Par ailleurs, certaines des conséquences du télétravail sont décriées par une part non négligeable des agents et des usagers (*) qui déclarent percevoir des changements liés à l'extension de cette modalité de travail. Est surtout pointée la dégradation de "la qualité des relations" entre les administrations et le public. 58% des agents concernés estiment que le télétravail a un tel impact. Cette opinion est partagée par les deux tiers des usagers. Pour le Sens du service public, ces résultats corroborent les mises en garde qu'il a formulées ces derniers temps sur le développement de la dématérialisation et le déploiement du télétravail. Ce dernier doit être conditionné à une "réorganisation du travail" permettant de "maintenir la présence humaine", afin de "rendre le service de proximité" et "garantir l'égalité d'accès aux services publics", estimait le cercle de réflexion dans une récente contribution.
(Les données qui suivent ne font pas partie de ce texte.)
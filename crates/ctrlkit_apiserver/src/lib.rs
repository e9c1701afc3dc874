//! # ctrlkit API server
//!
//! In-memory control plane with list/watch semantics.
//!
//! This crate provides:
//! - An object store that assigns monotonically increasing resource versions
//! - A bounded event history serving watches from any retained version
//! - Cursor expiry (`Expired`) once a version has been compacted away
//! - Server-side watch timeouts so every watch is finite
//! - Fault injection: list outages, dropped watch connections, malformed frames
//! - `LocalClient`, a `ListWatch` implementation that decodes CBOR frames
//!
//! # Architecture
//!
//! Every write appends one encoded frame to the history and wakes blocked
//! watchers. A watch is nothing more than a cursor into that history:
//!
//! ```
//! use ctrlkit_api::{CronTab, CronTabSpec, ListWatch, WatchPoll};
//! use ctrlkit_apiserver::{ApiServer, LocalClient, ServerConfig};
//! use std::sync::Arc;
//! use std::time::Duration;
//!
//! let server = Arc::new(ApiServer::<CronTab>::new(ServerConfig::default()));
//! let client = LocalClient::new(Arc::clone(&server));
//!
//! let list = client.list().unwrap();
//! let mut watch = client.watch(list.resource_version).unwrap();
//!
//! server.create(CronTab::new("ns", "a", CronTabSpec::default())).unwrap();
//! assert!(matches!(watch.poll_next(Duration::from_secs(1)), WatchPoll::Event(_)));
//! ```

#![deny(unsafe_code)]
#![warn(missing_docs)]
#![warn(clippy::unwrap_used, clippy::expect_used, clippy::panic)]

mod client;
mod config;
mod history;
mod server;

pub use client::LocalClient;
pub use config::ServerConfig;
pub use history::{FramePoll, FrameStream};
pub use server::ApiServer;
//! Property-based test generators using proptest.
//!
//! Provides strategies for object identities, `CronTab` specs and
//! sequences of control plane writes.

use ctrlkit_api::{CronTab, CronTabSpec, ObjectKey, ObjectMeta};
use ctrlkit_apiserver::ApiServer;
use proptest::prelude::*;

/// Strategy for valid object names.
pub fn name_strategy() -> impl Strategy<Value = String> {
    prop::string::string_regex("[a-z][a-z0-9-]{0,15}").expect("Invalid regex")
}

/// Strategy for namespaces, including the empty (cluster-scoped) one.
pub fn namespace_strategy() -> impl Strategy<Value = String> {
    prop_oneof![
        1 => Just(String::new()),
        4 => prop::string::string_regex("[a-z][a-z0-9-]{0,11}").expect("Invalid regex"),
    ]
}

/// Strategy for object keys.
pub fn object_key_strategy() -> impl Strategy<Value = ObjectKey> {
    (namespace_strategy(), name_strategy()).prop_map(|(ns, name)| ObjectKey::new(ns, name))
}

/// Strategy for `CronTab` specs.
pub fn crontab_spec_strategy() -> impl Strategy<Value = CronTabSpec> {
    (
        prop::sample::select(vec!["* * * * *", "*/5 * * * *", "0 3 * * *", "@hourly"]),
        prop::string::string_regex("[a-z]{1,8}:[0-9]\\.[0-9]").expect("Invalid regex"),
        0i32..10,
    )
        .prop_map(|(cron_spec, image, replicas)| CronTabSpec {
            cron_spec: cron_spec.to_string(),
            image,
            replicas,
        })
}

/// Strategy for `CronTab` objects with resource version zero.
pub fn crontab_strategy() -> impl Strategy<Value = CronTab> {
    (namespace_strategy(), name_strategy(), crontab_spec_strategy()).prop_map(
        |(namespace, name, spec)| CronTab {
            metadata: ObjectMeta::new(namespace, name),
            spec,
        },
    )
}

/// A write against the control plane, addressing one of a small pool of
/// names so that creates, updates and deletes collide.
#[derive(Debug, Clone)]
pub enum ChurnOp {
    /// Create the object, or update it if it exists.
    Apply {
        /// Index into the name pool.
        slot: u8,
        /// Replica count to write.
        replicas: i32,
    },
    /// Delete the object if it exists.
    Delete {
        /// Index into the name pool.
        slot: u8,
    },
}

impl ChurnOp {
    /// Name addressed by this operation.
    pub fn name(&self) -> String {
        let slot = match self {
            ChurnOp::Apply { slot, .. } | ChurnOp::Delete { slot } => slot,
        };
        format!("churn-{slot}")
    }

    /// Applies the operation in namespace `namespace`.
    ///
    /// Returns true if the control plane changed.
    pub fn apply(&self, server: &ApiServer<CronTab>, namespace: &str) -> bool {
        let key = ObjectKey::new(namespace, self.name());
        match self {
            ChurnOp::Apply { replicas, .. } => {
                let mut obj = CronTab::new(namespace, self.name(), CronTabSpec::default());
                obj.spec.replicas = *replicas;
                match server.get(&key) {
                    Ok(_) => server.update(obj).is_ok(),
                    Err(_) => server.create(obj).is_ok(),
                }
            }
            ChurnOp::Delete { .. } => server.delete(&key).is_ok(),
        }
    }
}

/// Strategy for churn operations over `slots` names.
pub fn churn_op_strategy(slots: u8) -> impl Strategy<Value = ChurnOp> {
    let slots = slots.max(1);
    prop_oneof![
        3 => (0..slots, 0i32..5).prop_map(|(slot, replicas)| ChurnOp::Apply { slot, replicas }),
        1 => (0..slots).prop_map(|slot| ChurnOp::Delete { slot }),
    ]
}

/// Strategy for a sequence of churn operations.
pub fn churn_sequence_strategy(
    slots: u8,
    min_ops: usize,
    max_ops: usize,
) -> impl Strategy<Value = Vec<ChurnOp>> {
    prop::collection::vec(churn_op_strategy(slots), min_ops..max_ops)
}

/// Configuration for property tests.
#[derive(Debug, Clone)]
pub struct PropTestConfig {
    /// Number of test cases to run.
    pub cases: u32,
    /// Maximum shrink iterations.
    pub max_shrink_iters: u32,
}

impl Default for PropTestConfig {
    fn default() -> Self {
        Self {
            cases: 256,
            max_shrink_iters: 1000,
        }
    }
}

impl PropTestConfig {
    /// Creates a configuration for quick tests.
    #[must_use]
    pub fn quick() -> Self {
        Self {
            cases: 32,
            max_shrink_iters: 100,
        }
    }

    /// Creates a configuration for tests that start threads per case.
    #[must_use]
    pub fn threaded() -> Self {
        Self {
            cases: 8,
            max_shrink_iters: 20,
        }
    }

    /// Converts to proptest config.
    #[must_use]
    pub fn to_proptest_config(&self) -> ProptestConfig {
        ProptestConfig {
            cases: self.cases,
            max_shrink_iters: self.max_shrink_iters,
            ..ProptestConfig::default()
        }
    }
}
Il prônait une revalorisation des fonctions d'accueil, d'orientation et de conseil, et ce "sur tous les canaux", donc également "physiquement". Les experts plaident encore pour les dispositifs d’"aller-vers" (bus itinérants, visites à domicile), ou "ceux qui prennent appui sur des lieux et événements de la vie locale", permettant de "toucher de nouveaux publics".

Les responsables du Sens du service public présenteront "dans les prochains jours" ces résultats et les conclusions qu'ils en tirent au ministre de la Transformation et de la Fonction publiques, Stanislas Guerini. Le sujet continuera ensuite à faire l'objet de leur attention. Le groupe de réflexion prévoit de réaliser une nouvelle enquête sur le sujet "dans deux ans", l'idée étant de constituer un observatoire du télétravail dans la fonction publique.

*Constitué d'un millier de personnes et représentatif de la population française de 18 ans et plus, l'échantillon d'usagers a été interrogé lui aussi le mois dernier, par questionnaire auto-administré en ligne.